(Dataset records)
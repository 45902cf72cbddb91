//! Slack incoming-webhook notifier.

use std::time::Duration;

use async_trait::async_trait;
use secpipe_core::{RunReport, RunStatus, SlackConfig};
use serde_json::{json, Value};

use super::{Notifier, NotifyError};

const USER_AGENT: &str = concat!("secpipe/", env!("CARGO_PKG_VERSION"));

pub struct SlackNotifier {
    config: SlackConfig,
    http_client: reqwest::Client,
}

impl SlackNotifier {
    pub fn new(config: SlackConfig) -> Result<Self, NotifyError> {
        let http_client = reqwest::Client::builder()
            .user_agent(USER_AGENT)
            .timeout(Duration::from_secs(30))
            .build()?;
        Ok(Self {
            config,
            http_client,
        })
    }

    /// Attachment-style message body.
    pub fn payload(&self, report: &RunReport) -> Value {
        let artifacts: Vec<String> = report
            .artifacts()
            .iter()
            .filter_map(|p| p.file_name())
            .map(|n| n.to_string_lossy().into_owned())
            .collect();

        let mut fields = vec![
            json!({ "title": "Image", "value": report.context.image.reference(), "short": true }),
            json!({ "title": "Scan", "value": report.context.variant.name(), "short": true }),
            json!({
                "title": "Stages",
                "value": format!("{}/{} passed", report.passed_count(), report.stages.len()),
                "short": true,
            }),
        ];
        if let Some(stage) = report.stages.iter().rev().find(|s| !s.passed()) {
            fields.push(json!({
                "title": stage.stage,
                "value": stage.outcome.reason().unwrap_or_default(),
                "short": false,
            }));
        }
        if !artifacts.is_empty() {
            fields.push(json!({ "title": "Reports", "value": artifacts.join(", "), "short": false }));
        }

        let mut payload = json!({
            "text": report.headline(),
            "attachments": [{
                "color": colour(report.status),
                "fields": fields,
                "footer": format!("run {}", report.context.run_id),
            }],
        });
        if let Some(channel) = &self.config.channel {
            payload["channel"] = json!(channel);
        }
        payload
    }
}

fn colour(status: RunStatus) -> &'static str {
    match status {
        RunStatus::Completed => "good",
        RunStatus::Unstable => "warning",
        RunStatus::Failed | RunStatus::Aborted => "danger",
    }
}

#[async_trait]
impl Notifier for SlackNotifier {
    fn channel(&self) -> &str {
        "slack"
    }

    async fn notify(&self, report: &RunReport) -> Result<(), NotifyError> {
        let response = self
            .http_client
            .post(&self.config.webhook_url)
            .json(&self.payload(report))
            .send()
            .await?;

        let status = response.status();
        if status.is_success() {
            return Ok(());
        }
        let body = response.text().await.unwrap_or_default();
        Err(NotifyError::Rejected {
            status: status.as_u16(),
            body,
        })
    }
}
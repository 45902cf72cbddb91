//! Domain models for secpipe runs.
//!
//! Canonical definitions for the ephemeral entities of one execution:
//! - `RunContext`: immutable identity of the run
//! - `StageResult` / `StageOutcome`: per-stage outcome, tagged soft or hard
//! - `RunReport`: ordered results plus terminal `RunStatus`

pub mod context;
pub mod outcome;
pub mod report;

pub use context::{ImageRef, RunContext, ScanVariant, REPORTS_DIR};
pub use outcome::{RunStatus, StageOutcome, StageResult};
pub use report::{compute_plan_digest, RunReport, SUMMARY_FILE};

* * *

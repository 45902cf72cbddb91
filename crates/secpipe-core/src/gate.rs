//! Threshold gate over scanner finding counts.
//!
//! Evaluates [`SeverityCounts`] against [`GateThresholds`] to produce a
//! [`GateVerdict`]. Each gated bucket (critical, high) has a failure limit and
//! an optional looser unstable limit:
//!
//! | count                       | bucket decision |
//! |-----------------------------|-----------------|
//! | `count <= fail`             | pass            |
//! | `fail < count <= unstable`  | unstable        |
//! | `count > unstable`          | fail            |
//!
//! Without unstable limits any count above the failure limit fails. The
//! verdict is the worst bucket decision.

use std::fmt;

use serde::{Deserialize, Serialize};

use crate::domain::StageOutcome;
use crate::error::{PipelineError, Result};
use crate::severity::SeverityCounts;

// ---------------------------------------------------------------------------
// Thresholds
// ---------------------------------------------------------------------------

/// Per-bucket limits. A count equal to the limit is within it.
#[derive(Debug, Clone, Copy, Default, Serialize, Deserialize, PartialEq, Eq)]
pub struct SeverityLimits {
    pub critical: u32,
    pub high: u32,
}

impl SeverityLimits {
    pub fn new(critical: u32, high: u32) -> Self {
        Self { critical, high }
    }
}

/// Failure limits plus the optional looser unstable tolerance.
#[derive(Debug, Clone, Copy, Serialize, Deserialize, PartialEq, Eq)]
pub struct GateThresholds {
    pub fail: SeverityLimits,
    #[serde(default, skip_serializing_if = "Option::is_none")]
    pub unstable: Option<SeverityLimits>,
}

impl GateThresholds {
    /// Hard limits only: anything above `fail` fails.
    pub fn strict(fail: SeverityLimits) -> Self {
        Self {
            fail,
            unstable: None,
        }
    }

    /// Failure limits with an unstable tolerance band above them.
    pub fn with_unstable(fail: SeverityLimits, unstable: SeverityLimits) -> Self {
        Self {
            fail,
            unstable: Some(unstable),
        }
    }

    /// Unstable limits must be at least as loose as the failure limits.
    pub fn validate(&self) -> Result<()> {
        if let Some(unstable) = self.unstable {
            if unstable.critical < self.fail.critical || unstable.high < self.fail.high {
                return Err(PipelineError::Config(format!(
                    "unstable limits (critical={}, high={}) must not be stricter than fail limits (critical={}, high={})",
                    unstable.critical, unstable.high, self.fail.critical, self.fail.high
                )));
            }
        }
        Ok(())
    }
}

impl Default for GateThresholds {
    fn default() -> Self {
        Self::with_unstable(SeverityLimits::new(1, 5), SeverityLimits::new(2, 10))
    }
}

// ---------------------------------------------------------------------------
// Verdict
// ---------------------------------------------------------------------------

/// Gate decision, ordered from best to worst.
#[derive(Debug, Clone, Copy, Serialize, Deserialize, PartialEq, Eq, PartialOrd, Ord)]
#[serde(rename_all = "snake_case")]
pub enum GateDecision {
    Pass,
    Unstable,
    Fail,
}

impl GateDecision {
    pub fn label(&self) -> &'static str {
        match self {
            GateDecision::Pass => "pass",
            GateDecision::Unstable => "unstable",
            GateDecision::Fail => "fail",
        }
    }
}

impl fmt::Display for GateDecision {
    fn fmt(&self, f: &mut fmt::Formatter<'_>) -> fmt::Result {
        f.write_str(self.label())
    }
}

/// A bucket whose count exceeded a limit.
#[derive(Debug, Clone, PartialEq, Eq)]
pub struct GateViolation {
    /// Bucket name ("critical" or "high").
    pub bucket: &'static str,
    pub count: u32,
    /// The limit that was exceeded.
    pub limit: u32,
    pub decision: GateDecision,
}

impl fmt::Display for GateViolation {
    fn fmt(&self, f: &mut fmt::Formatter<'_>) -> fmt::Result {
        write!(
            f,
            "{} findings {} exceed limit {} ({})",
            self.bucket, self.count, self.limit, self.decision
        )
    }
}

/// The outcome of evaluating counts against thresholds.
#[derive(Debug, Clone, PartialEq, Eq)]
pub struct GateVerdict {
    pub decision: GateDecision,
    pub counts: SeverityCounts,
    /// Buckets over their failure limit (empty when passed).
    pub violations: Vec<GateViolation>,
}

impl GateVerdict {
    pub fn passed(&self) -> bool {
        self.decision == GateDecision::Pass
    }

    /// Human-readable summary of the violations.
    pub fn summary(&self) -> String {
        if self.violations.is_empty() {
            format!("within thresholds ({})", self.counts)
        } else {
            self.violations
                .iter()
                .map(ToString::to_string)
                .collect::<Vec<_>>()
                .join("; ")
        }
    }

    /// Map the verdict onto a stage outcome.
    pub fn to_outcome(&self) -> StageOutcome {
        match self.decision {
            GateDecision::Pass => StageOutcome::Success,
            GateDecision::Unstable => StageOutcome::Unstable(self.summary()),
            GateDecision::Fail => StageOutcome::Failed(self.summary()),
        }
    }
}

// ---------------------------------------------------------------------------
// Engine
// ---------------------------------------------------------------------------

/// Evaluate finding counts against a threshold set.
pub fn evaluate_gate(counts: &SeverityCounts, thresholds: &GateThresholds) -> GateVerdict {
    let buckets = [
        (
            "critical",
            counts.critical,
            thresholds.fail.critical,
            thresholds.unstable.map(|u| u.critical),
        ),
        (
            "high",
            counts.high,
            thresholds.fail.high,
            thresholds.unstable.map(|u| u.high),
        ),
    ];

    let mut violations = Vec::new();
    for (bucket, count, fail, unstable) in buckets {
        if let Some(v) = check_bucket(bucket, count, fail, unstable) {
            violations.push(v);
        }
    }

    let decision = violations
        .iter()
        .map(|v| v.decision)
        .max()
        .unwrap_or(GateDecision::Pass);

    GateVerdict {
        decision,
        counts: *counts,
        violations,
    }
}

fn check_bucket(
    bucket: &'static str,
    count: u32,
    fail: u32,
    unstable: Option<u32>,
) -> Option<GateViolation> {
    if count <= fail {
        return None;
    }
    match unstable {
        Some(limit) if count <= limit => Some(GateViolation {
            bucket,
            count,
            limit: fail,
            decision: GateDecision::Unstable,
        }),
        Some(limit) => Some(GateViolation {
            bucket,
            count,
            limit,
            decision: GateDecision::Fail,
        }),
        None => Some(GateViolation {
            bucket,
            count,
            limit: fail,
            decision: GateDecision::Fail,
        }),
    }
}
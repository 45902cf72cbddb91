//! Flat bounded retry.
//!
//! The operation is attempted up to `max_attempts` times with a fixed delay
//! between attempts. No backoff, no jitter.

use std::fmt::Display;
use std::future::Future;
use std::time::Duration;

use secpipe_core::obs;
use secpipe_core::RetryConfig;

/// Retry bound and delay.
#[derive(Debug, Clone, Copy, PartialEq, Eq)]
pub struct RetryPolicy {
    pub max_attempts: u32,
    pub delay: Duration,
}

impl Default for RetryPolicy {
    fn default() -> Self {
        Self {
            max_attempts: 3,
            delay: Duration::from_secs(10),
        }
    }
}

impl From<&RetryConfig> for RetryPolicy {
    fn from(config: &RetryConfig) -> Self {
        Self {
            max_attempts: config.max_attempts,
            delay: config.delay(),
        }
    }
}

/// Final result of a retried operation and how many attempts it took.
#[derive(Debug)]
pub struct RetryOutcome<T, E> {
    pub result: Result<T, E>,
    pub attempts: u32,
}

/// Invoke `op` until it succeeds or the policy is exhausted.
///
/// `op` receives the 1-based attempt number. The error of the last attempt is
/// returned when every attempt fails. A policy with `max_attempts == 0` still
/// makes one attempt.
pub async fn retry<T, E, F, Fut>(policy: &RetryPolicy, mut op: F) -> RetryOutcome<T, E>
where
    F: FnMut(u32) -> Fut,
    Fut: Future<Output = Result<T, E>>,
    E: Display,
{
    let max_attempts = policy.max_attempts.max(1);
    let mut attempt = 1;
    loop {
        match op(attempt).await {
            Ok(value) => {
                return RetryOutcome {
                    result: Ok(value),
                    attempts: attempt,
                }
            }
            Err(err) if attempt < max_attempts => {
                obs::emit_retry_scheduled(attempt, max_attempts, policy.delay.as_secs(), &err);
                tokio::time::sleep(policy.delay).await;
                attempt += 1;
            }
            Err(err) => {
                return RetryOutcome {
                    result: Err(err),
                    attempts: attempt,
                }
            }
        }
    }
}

---

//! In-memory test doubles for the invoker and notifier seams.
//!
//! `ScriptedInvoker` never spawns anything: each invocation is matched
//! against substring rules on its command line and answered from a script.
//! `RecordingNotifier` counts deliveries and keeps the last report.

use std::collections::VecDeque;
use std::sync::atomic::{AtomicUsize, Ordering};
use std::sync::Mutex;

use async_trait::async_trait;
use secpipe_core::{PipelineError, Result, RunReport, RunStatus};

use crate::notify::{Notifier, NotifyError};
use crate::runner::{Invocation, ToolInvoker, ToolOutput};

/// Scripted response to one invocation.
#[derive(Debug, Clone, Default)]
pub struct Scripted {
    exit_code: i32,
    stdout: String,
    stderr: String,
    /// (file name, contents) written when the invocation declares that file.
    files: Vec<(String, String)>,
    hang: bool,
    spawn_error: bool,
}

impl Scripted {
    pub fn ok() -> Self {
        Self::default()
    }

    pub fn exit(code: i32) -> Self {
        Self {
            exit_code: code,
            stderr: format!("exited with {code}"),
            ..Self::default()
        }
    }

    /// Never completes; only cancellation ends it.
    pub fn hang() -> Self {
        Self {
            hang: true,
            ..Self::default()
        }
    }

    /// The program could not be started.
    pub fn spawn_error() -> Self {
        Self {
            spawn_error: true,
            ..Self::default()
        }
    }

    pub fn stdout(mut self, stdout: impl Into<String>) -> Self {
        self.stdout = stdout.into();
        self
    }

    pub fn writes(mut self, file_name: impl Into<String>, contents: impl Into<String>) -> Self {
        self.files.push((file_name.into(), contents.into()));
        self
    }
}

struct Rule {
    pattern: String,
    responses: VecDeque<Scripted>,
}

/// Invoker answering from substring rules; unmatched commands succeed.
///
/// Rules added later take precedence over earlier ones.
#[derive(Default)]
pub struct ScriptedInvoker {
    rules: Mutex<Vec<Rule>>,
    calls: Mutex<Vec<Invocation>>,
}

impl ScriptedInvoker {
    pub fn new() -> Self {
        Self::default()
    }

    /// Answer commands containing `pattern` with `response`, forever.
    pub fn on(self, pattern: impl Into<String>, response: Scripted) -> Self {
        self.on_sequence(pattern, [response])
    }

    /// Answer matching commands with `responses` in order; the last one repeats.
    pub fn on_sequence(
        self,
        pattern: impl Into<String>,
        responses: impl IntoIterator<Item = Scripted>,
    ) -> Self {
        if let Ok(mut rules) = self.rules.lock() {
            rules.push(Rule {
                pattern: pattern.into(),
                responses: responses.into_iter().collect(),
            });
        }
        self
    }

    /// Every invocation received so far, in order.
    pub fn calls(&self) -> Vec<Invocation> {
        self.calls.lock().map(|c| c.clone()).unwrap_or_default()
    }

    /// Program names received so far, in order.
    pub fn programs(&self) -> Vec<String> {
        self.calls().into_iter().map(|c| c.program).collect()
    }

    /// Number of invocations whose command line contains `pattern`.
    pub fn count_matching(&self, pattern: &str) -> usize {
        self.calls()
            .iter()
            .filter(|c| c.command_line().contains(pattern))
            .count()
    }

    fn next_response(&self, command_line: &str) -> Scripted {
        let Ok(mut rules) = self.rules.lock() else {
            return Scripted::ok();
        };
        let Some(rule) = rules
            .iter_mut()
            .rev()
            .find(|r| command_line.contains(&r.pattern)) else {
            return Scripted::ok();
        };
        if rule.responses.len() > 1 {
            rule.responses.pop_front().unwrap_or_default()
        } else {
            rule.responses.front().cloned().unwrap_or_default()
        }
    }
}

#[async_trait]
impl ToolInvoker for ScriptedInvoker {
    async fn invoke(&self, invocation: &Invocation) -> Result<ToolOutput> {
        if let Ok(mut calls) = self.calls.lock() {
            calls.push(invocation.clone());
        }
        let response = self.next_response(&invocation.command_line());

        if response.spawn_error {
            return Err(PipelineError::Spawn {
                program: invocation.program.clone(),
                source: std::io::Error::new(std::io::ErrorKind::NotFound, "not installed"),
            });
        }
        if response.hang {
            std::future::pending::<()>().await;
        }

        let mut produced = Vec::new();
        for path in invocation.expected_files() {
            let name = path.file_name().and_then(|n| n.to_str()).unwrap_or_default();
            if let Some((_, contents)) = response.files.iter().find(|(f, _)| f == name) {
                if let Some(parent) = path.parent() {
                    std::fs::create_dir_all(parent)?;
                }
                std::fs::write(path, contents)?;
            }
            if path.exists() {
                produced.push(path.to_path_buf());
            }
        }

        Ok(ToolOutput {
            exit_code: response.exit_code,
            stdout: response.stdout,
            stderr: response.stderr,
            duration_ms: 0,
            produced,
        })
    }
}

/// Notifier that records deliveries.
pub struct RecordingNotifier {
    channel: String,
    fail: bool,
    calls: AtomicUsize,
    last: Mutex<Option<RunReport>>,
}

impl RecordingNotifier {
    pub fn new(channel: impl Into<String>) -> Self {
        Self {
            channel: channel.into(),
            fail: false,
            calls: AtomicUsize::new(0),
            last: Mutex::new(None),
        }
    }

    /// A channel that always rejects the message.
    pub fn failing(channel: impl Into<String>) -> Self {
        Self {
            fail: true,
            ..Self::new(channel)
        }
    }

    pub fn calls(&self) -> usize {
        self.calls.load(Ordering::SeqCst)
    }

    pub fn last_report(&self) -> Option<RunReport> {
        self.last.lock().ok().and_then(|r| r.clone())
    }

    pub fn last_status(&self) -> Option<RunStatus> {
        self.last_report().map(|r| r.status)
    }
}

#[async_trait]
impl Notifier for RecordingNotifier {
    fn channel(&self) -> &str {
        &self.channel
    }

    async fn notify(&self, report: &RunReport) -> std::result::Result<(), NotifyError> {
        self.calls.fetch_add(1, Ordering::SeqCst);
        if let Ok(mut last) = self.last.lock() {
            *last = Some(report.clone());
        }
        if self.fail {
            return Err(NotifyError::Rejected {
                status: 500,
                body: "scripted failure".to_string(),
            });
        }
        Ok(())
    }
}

_Exercise details_.
Determine the number of lines in the entries that contain the word "above". Give that number and nothing more.

_Output_.
3